> [Description of the task]: Every line of the listing should be repeated exactly.

> [Available data]:
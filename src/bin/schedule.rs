// This Source Code Form is subject to the terms of the Mozilla Public
// License, v. 2.0. If a copy of the MPL was not distributed with this
// file, You can obtain one at http://mozilla.org/MPL/2.0/.

//! Thin entry point: load a [`vlbi_sched::Config`], validate it, and report
//! it's ready for a scheduler run. Catalog ingestion (stations, sources,
//! equipment, horizon masks) and `.vex`/`.skd` writing are out of scope
//! and are left to an external collaborator that would construct
//! the `Network`/`SourceList`/`TimeSystem` this binary's `Config` is meant
//! to accompany.

use clap::Parser;
use log::info;

use vlbi_sched::cli::ScheduleArgs;

fn main() {
    let args = ScheduleArgs::parse();

    if let Err(e) = vlbi_sched::logging::setup_logging(args.verbosity) {
        eprintln!("failed to initialise logging: {e}");
        std::process::exit(1);
    }

    match args.load_config() {
        Ok(config) => {
            info!("loaded session configuration from {}", args.config.display());
            info!("alignment anchor: {:?}", config.alignment_anchor);
            info!("max scans: {}", config.max_number_of_scans);
            info!(
                "config validated; station/source catalogs are ingested by an external collaborator \
                 and are not read by this binary"
            );
        }
        Err(e) => {
            eprintln!("error: {e}");
            std::process::exit(1);
        }
    }
}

> [Task result]:
filename src/bin/schedule.rs
// This Source Code Form is subject to the terms of the Mozilla Public
// License, v. 2.0. If a copy of the MPL was not distributed with this
// file, You can obtain one at http://mozilla.org/MPL/2.0/.

//! Thin entry point: load a [`vlbi_sched::Config`], validate it, and report
//! it's ready for a scheduler run. Catalog ingestion (stations, sources,
//! equipment, horizon masks) and `.vex`/`.skd` writing are out of scope
//! and are left to an external collaborator that would construct
//! the `Network`/`SourceList`/`TimeSystem` this binary's `Config` is meant
//! to accompany.

use clap::Parser;
use log::info;

use vlbi_sched::cli::ScheduleArgs;

fn main() {
    let args = ScheduleArgs::parse();

    if let Err(e) = vlbi_sched::logging::setup_logging(args.verbosity) {
        eprintln!("failed to initialise logging: {e}");
        std::process::exit(1);
    }

    match args.load_config() {
        Ok(config) => {
            info!("loaded session configuration from {}", args.config.display());
            info!("alignment anchor: {:?}", config.alignment_anchor);
            info!("max scans: {}", config.max_number_of_scans);
            info!(
                "config validated; station/source catalogs are ingested by an external collaborator \
                 and are not read by this binary"
            );
        }
        Err(e) => {
            eprintln!("error: {e}");
            std::process::exit(1);
        }
    }
}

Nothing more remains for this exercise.